Nel lavoro come nella vita, ci possono essere “tempi di attesa”: quel che conta è quello che fai per risolverli:
- A tal fine, David spiega che di fronte ad un ritardo, spesso le persone non sfruttano il tempo di attesa in modo produttivo. “Tante volte non abbiamo il pezzo che ci serve nei tempi che avevamo previsto, ma sappiamo che appena arriverà lo potremo installare; si tratterà di un disguido rispetto a ciò che facciamo normalmente”, afferma. “Quindi, invece di affermare ‘i miei ragazzi sanno cosa stanno facendo’, è importante sfruttare questo lasso di tempo per decidere come faremo il nostro lavoro non appena il pezzo arriverà.
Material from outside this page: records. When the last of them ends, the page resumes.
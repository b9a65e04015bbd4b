// Copyright 2025 the Understory Authors
// SPDX-License-Identifier: Apache-2.0 OR MIT

//! Errors reported when a routing request cannot be attempted.
//!
//! A search that fails to find a path is not an error. Routers return a degraded
//! fallback route for that case. These variants cover configuration and input
//! problems detected before any search starts.

/// Configuration or input rejected by [`RouteConfig::validate`](crate::RouteConfig::validate)
/// or by a router entry point.
#[derive(Clone, Copy, Debug, PartialEq, thiserror::Error)]
pub enum RouteError {
    /// The lattice step was zero, negative, or not finite.
    #[error("step size must be positive and finite, got {0}")]
    InvalidStep(f64),
    /// The obstacle index cell size was zero, negative, or not finite.
    #[error("obstacle cell size must be positive and finite, got {0}")]
    InvalidCellSize(f64),
    /// The iteration budget was zero.
    #[error("iteration budget must be at least 1")]
    InvalidIterations,
    /// The maximum allowed direction change exceeded 180 degrees.
    #[error("maximum direction change must be within 0..=180 degrees, got {0}")]
    InvalidDirectionChange(u16),
    /// The padding was negative or not finite.
    #[error("padding must be finite and non-negative, got {0}")]
    InvalidPadding(f64),
    /// An explicit diagonal step cost was zero, negative, or not finite.
    #[error("diagonal step cost must be positive and finite, got {0}")]
    InvalidDiagonalCost(f64),
    /// A turn penalty was negative or not finite.
    #[error("turn penalties must be finite and non-negative")]
    InvalidPenalty,
    /// The source is a rectangle but no start side is allowed.
    #[error("no start side is allowed for a rectangular source")]
    NoStartSides,
    /// The target is a rectangle but no end side is allowed.
    #[error("no end side is allowed for a rectangular target")]
    NoEndSides,
    /// An anchor, vertex, or obstacle carried a NaN or infinite coordinate.
    #[error("routing input contains a non-finite coordinate")]
    NonFiniteInput,
}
- E aggiunge che, man mano che si fa più profonda la collaborazione tra gli addetti alla sicurezza e quelli alla produzione, “otteniamo un risultato finale migliore sia per i lavoratori che per l’azienda”.
Se produzione e sicurezza nella realtà possono entrare in conflitto, queste tavole rotonde hanno dimostrato che la collaborazione e l’integrazione di entrambi è la strada che porta ad ottenere risultati ottimali.
La sicurezza può migliorare la produzione e la produzione può aiutare la sicurezza. Le due cose non devono necessariamente escludersi a vicenda, ma serve una certa dose di maturità per riconoscere che l’errore umano è un problema non solo per la sicurezza, ma anche per la produzione, la qualità e il servizio ai clienti.
Inoltre, l’errore può essere minimizzato in modo significativo migliorando il sistema e formando i lavoratori. Tuttavia, per far sì che funzioni, è richiesta una forte leadership e una buona comunicazione a partire dal top management fino all’operaio.